--- DATA SUPPLIED Enclosed Below ---

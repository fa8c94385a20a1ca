//! 问卷分区实体

use sea_orm::entity::prelude::*;

#[derive(Clone, Debug, PartialEq, DeriveEntityModel)]
#[sea_orm(table_name = "survey_sections")]
pub struct Model {
    #[sea_orm(primary_key)]
    pub id: i64,
    pub survey_id: i64,
    pub title: String,
    pub is_required: bool,
    pub position: i32,
}

#[derive(Copy, Clone, Debug, EnumIter, DeriveRelation)]
pub enum Relation {
    #[sea_orm(
        belongs_to = "super::feedback_surveys::Entity",
        from = "Column::SurveyId",
        to = "super::feedback_surveys::Column::Id"
    )]
    Survey,
    #[sea_orm(has_many = "super::questions::Entity")]
    Questions,
}

impl Related<super::feedback_surveys::Entity> for Entity {
    fn to() -> RelationDef {
        Relation::Survey.def()
    }
}

impl Related<super::questions::Entity> for Entity {
    fn to() -> RelationDef {
        Relation::Questions.def()
    }
}

impl ActiveModelBehavior for ActiveModel {}

impl Model {
    pub fn into_section(self) -> crate::models::surveys::entities::SurveySection {
        use crate::models::surveys::entities::SurveySection;

        SurveySection {
            id: self.id,
            survey_id: self.survey_id,
            title: self.title,
            is_required: self.is_required,
            position: self.position,
        }
    }
}
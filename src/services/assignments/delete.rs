use actix_web::{HttpRequest, HttpResponse, Result as ActixResult};
use tracing::info;

use super::AssignmentService;
use crate::models::{ApiResponse, ErrorCode};

/// 删除作业
/// DELETE /assignments/{assignment_id}
pub async fn delete_assignment(
    service: &AssignmentService,
    request: &HttpRequest,
    assignment_id: i64,
) -> ActixResult<HttpResponse> {
    let storage = service.get_storage(request);

    match storage.delete_assignment(assignment_id).await {
        Ok(true) => {
            info!("Assignment {} deleted", assignment_id);
            Ok(HttpResponse::Ok().json(ApiResponse::success_empty("作业已删除")))
        }
        Ok(false) => Ok(HttpResponse::NotFound().json(ApiResponse::error_empty(
            ErrorCode::AssignmentNotFound,
            "作业不存在",
        ))),
        Err(e) => Ok(
            HttpResponse::InternalServerError().json(ApiResponse::error_empty(
                ErrorCode::InternalServerError,
                format!("删除作业失败: {e}"),
            )),
        ),
    }
}
use actix_web::{HttpRequest, HttpResponse, Result as ActixResult};

use super::SurveyService;
use crate::models::{ApiResponse, ErrorCode};

/// 获取作业的问卷详情（分区 + 题目 + 选项）
/// GET /assignments/{assignment_id}/survey
pub async fn get_survey(
    service: &SurveyService,
    request: &HttpRequest,
    assignment_id: i64,
) -> ActixResult<HttpResponse> {
    let storage = service.get_storage(request);

    match storage.get_survey_detail(assignment_id).await {
        Ok(Some(detail)) => Ok(HttpResponse::Ok().json(ApiResponse::success(detail, "查询成功"))),
        Ok(None) => Ok(HttpResponse::NotFound().json(ApiResponse::error_empty(
            ErrorCode::SurveyNotFound,
            "该作业没有问卷",
        ))),
        Err(e) => Ok(
            HttpResponse::InternalServerError().json(ApiResponse::error_empty(
                ErrorCode::InternalServerError,
                format!("查询问卷失败: {e}"),
            )),
        ),
    }
}
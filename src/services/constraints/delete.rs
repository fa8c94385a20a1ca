use actix_web::{HttpRequest, HttpResponse, Result as ActixResult};
use tracing::info;

use super::ConstraintService;
use crate::models::{ApiResponse, ErrorCode};

/// 删除约束（硬删除，关联的进度和规则挂载由外键级联清理）
/// DELETE /constraints/{constraint_id}
pub async fn delete_constraint(
    service: &ConstraintService,
    request: &HttpRequest,
    constraint_id: i64,
) -> ActixResult<HttpResponse> {
    let storage = service.get_storage(request);

    match storage.delete_constraint(constraint_id).await {
        Ok(true) => {
            info!("Constraint {} deleted", constraint_id);
            Ok(HttpResponse::Ok().json(ApiResponse::success_empty("约束已删除")))
        }
        Ok(false) => Ok(HttpResponse::NotFound().json(ApiResponse::error_empty(
            ErrorCode::ConstraintNotFound,
            "约束不存在",
        ))),
        Err(e) => Ok(
            HttpResponse::InternalServerError().json(ApiResponse::error_empty(
                ErrorCode::InternalServerError,
                format!("删除约束失败: {e}"),
            )),
        ),
    }
}
use actix_web::{HttpRequest, HttpResponse, Result as ActixResult};

use super::ConstraintService;
use crate::models::{ApiResponse, ErrorCode};

/// 通过路由键获取约束
/// GET /constraints/{url}
pub async fn get_constraint(
    service: &ConstraintService,
    request: &HttpRequest,
    url: &str,
) -> ActixResult<HttpResponse> {
    let storage = service.get_storage(request);

    match storage.get_constraint_by_url(url).await {
        Ok(Some(constraint)) => {
            Ok(HttpResponse::Ok().json(ApiResponse::success(constraint, "查询成功")))
        }
        Ok(None) => Ok(HttpResponse::NotFound().json(ApiResponse::error_empty(
            ErrorCode::ConstraintNotFound,
            "约束不存在",
        ))),
        Err(e) => Ok(
            HttpResponse::InternalServerError().json(ApiResponse::error_empty(
                ErrorCode::InternalServerError,
                format!("查询约束失败: {e}"),
            )),
        ),
    }
}
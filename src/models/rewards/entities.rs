use serde::{Deserialize, Serialize};
use ts_rs::TS;

// 奖励类型
#[derive(Debug, Clone, Copy, Serialize, PartialEq, Eq, TS)]
#[serde(rename_all = "snake_case")]
#[ts(export, export_to = "../frontend/src/types/generated/reward.ts")]
pub enum RewardType {
    Badge,
    Bonus,
    LateDay,
    Other,
}

impl<'de> Deserialize<'de> for RewardType {
    fn deserialize<D>(deserializer: D) -> Result<Self, D::Error>
    where
        D: serde::Deserializer<'de>,
    {
        let s = String::deserialize(deserializer)?;
        s.parse().map_err(serde::de::Error::custom)
    }
}

impl std::fmt::Display for RewardType {
    fn fmt(&self, f: &mut std::fmt::Formatter<'_>) -> std::fmt::Result {
        match self {
            RewardType::Badge => write!(f, "badge"),
            RewardType::Bonus => write!(f, "bonus"),
            RewardType::LateDay => write!(f, "late_day"),
            RewardType::Other => write!(f, "other"),
        }
    }
}

impl std::str::FromStr for RewardType {
    type Err = String;

    fn from_str(s: &str) -> Result<Self, Self::Err> {
        match s {
            "badge" => Ok(RewardType::Badge),
            "bonus" => Ok(RewardType::Bonus),
            "late_day" => Ok(RewardType::LateDay),
            "other" => Ok(RewardType::Other),
            _ => Err(format!("Invalid reward type: {s}")),
        }
    }
}

// 奖励实体
#[derive(Debug, Clone, Serialize, Deserialize, TS)]
#[ts(export, export_to = "../frontend/src/types/generated/reward.ts")]
pub struct Reward {
    pub id: i64,
    pub course_id: i64,
    /// 旧的规则驱动发放路径；课程直挂的奖励为空
    pub rule_id: Option<i64>,
    pub name: String,
    pub description: Option<String>,
    pub reward_type: RewardType,
    pub exp_points: i64,
    /// None 表示无限库存
    pub inventory: Option<i64>,
    pub quantity: i64,
    pub is_active: bool,
    pub picture: Option<String>,
    pub created_at: chrono::DateTime<chrono::Utc>,
    pub updated_at: chrono::DateTime<chrono::Utc>,
}

// 用户奖励记录
#[derive(Debug, Clone, Serialize, Deserialize, TS)]
#[ts(export, export_to = "../frontend/src/types/generated/reward.ts")]
pub struct UserReward {
    pub id: i64,
    pub user_id: i64,
    pub reward_id: i64,
    pub fulfilled: bool,
    pub granted_at: chrono::DateTime<chrono::Utc>,
}
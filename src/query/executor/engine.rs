// Query Execution Engine Implementation
//
// This module parses SQL text and applies the resulting statement to the catalog.

use std::sync::Arc;

use log::{debug, warn};
use parking_lot::RwLock;

use crate::catalog::{Catalog, Schema};
use crate::query::executor::result::{QueryError, QueryResult};
use crate::query::parser::ast::{CreateTableStatement, Statement};
use crate::query::parser::parse;

pub struct ExecutionEngine {
    catalog: Arc<RwLock<Catalog>>,
}

impl ExecutionEngine {
    pub fn new(catalog: Arc<RwLock<Catalog>>) -> Self {
        ExecutionEngine { catalog }
    }

    /// Shared handle to the catalog this engine operates on
    pub fn catalog(&self) -> Arc<RwLock<Catalog>> {
        self.catalog.clone()
    }

    /// Parse and execute one statement against the given database.
    ///
    /// Returns the message shown to the user on success.
    pub fn execute(&self, database: Option<&str>, sql: &str) -> QueryResult<String> {
        let statement = parse(sql).inspect_err(|e| warn!("rejected statement: {}", e))?;
        debug!("executing {} on {:?}", statement, database);

        match statement {
            Statement::CreateDatabase(create) => self.create_database(&create.database),
            Statement::DropDatabase(drop) => self.drop_database(&drop.database),
            Statement::CreateTable(create) => {
                let database = database.ok_or(QueryError::NoDatabaseSelected)?;
                self.create_table(database, &create)
            }
            other => {
                warn!("{} cannot be executed", other);
                Err(QueryError::Unsupported(other.to_string()))
            }
        }
    }

    pub fn create_database(&self, name: &str) -> QueryResult<String> {
        let mut catalog = self.catalog.write();
        let database = catalog.create_database(name)?;
        Ok(format!("create database {}\n", database.name()))
    }

    pub fn drop_database(&self, name: &str) -> QueryResult<String> {
        self.catalog.write().drop_database(name)?;
        Ok(format!("drop database {}\n", name))
    }

    /// Create a table in `database` from a parsed CREATE TABLE statement
    pub fn create_table(&self, database: &str, create: &CreateTableStatement) -> QueryResult<String> {
        let schema = Schema::from_definitions(&create.columns)?;

        let mut catalog = self.catalog.write();
        let table = catalog
            .get_database_mut(database)?
            .create_table(&create.table_name, schema)?;
        Ok(format!("create table {}\n", table.name()))
    }
}
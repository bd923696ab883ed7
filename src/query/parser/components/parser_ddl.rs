// DDL Statement Parser Implementation
//
// This module implements parsing for SQL DDL (Data Definition Language) statements:
// CREATE TABLE, CREATE DATABASE and DROP DATABASE.

use crate::query::parser::ast::*;
use crate::query::parser::token::TokenType;

use super::parser_core::{ParseError, ParseResult, Parser};
use super::parser_expressions::parse_clause_expression;

/// Parse a CREATE statement
pub fn parse_create(parser: &mut Parser) -> ParseResult<Statement> {
    // Consume CREATE keyword
    parser.expect_token(TokenType::CREATE)?;

    // Check what we're creating
    if parser.current_token_is(TokenType::DATABASE) {
        parse_create_database(parser)
    } else {
        parse_create_table(parser)
    }
}

/// Parse `DATABASE <name>` after CREATE
fn parse_create_database(parser: &mut Parser) -> ParseResult<Statement> {
    parser.expect_token(TokenType::DATABASE)?;
    let database = parser.parse_identifier()?;

    Ok(Statement::CreateDatabase(CreateDatabaseStatement { database }))
}

/// Parse `TABLE <name> ( <column-def>, ... )` after CREATE
fn parse_create_table(parser: &mut Parser) -> ParseResult<Statement> {
    parser.expect_token(TokenType::TABLE)?;

    let table_name = parser.parse_identifier()?;

    parser.expect_token(TokenType::LeftParen)?;
    let columns = parse_column_definitions(parser)?;
    parser.expect_token(TokenType::RightParen)?;

    Ok(Statement::CreateTable(CreateTableStatement {
        table_name,
        columns,
    }))
}

/// Parse a DROP statement. Only DROP DATABASE is supported.
pub fn parse_drop(parser: &mut Parser) -> ParseResult<Statement> {
    parser.expect_token(TokenType::DROP)?;
    parser.expect_token(TokenType::DATABASE)?;
    let database = parser.parse_identifier()?;

    Ok(Statement::DropDatabase(DropDatabaseStatement { database }))
}

/// Parse column definitions for CREATE TABLE
fn parse_column_definitions(parser: &mut Parser) -> ParseResult<Vec<ColumnDef>> {
    let mut columns = Vec::new();

    loop {
        let name = parser.parse_identifier()?;
        let data_type = parse_column_type(parser)?;

        let mut column = ColumnDef {
            position: columns.len(),
            name,
            data_type,
            nullable: false,
            primary_key: false,
            default: None,
        };
        parse_column_constraints(parser, &mut column)?;
        columns.push(column);

        // Check if we have a comma for more columns
        if parser.current_token_is(TokenType::COMMA) {
            parser.next_token();
            continue;
        }

        break;
    }

    Ok(columns)
}

/// Parse the type marker of a column definition
fn parse_column_type(parser: &mut Parser) -> ParseResult<ColumnType> {
    let token = &parser.current_token;
    let data_type = match token.token_type {
        TokenType::TEXT => ColumnType::Text,
        TokenType::TRUE | TokenType::FALSE => ColumnType::Boolean,
        TokenType::IDENTIFIER => match token.literal.to_uppercase().as_str() {
            "INT" | "INTEGER" => ColumnType::Integer,
            "BOOL" | "BOOLEAN" => ColumnType::Boolean,
            _ => return Err(unexpected_column_type(parser)),
        },
        _ => return Err(unexpected_column_type(parser)),
    };

    parser.next_token();
    Ok(data_type)
}

fn unexpected_column_type(parser: &Parser) -> ParseError {
    ParseError::UnexpectedColumnType {
        token_type: parser.current_token.token_type,
        literal: parser.current_token.literal.clone(),
    }
}

/// Parse optional `PRIMARY KEY`, `NOT NULL`, `NULL` and `DEFAULT <expr>` annotations
fn parse_column_constraints(parser: &mut Parser, column: &mut ColumnDef) -> ParseResult<()> {
    loop {
        match parser.current_token.token_type {
            TokenType::PRIMARY => {
                parser.next_token();
                parser.expect_token(TokenType::KEY)?;
                column.primary_key = true;
                column.nullable = false;
            }
            TokenType::NOT => {
                parser.next_token();
                parser.expect_token(TokenType::NULL)?;
                column.nullable = false;
            }
            TokenType::NULL => {
                parser.next_token();
                column.nullable = true;
            }
            TokenType::DEFAULT => {
                parser.next_token();
                column.default = Some(parse_clause_expression(parser)?);
            }
            _ => return Ok(()),
        }
    }
}
// Schema Management Module
//
// This module defines the column types and the ordered column set of a table.

use std::fmt;

use linked_hash_map::LinkedHashMap;

use super::column::Column;
use super::error::{CatalogError, CatalogResult};

/// Data types supported by the database
#[derive(Debug, Clone, Copy, PartialEq, Eq)]
pub enum DataType {
    Integer,
    Float,
    Text,
    Boolean,
}

impl fmt::Display for DataType {
    fn fmt(&self, f: &mut fmt::Formatter<'_>) -> fmt::Result {
        let name = match self {
            DataType::Integer => "INTEGER",
            DataType::Float => "FLOAT",
            DataType::Text => "TEXT",
            DataType::Boolean => "BOOLEAN",
        };
        f.write_str(name)
    }
}

/// The columns of a table keyed by name, kept in definition order
#[derive(Debug, Clone, Default, PartialEq)]
pub struct Schema {
    columns: LinkedHashMap<String, Column>,
}

impl Schema {
    /// Create a new, empty schema
    pub fn new() -> Self {
        Self::default()
    }

    /// Add a column, rejecting duplicate names
    pub fn add_column(&mut self, column: Column) -> CatalogResult<()> {
        if self.columns.contains_key(column.name()) {
            return Err(CatalogError::DuplicateColumn(column.name().to_string()));
        }
        self.columns.insert(column.name().to_string(), column);
        Ok(())
    }

    /// Get a column by name
    pub fn get_column(&self, name: &str) -> Option<&Column> {
        self.columns.get(name)
    }

    /// Columns in definition order
    pub fn columns(&self) -> impl Iterator<Item = &Column> {
        self.columns.values()
    }

    /// The primary key column, if one is declared
    pub fn primary_key(&self) -> Option<&Column> {
        self.columns().find(|column| column.is_primary_key())
    }

    pub fn len(&self) -> usize {
        self.columns.len()
    }

    pub fn is_empty(&self) -> bool {
        self.columns.is_empty()
    }
}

--- End of Enclosed DATA SUPPLIED ---

**PROBLEM REQUIREMENTS**
Each line that holds the word "await" should be extracted from the records.

**WRITTEN ANSWER**
    match storage.delete_assignment(assignment_id).await {
    match storage.get_survey_detail(assignment_id).await {
    match storage.delete_constraint(constraint_id).await {
    match storage.get_constraint_by_url(url).await {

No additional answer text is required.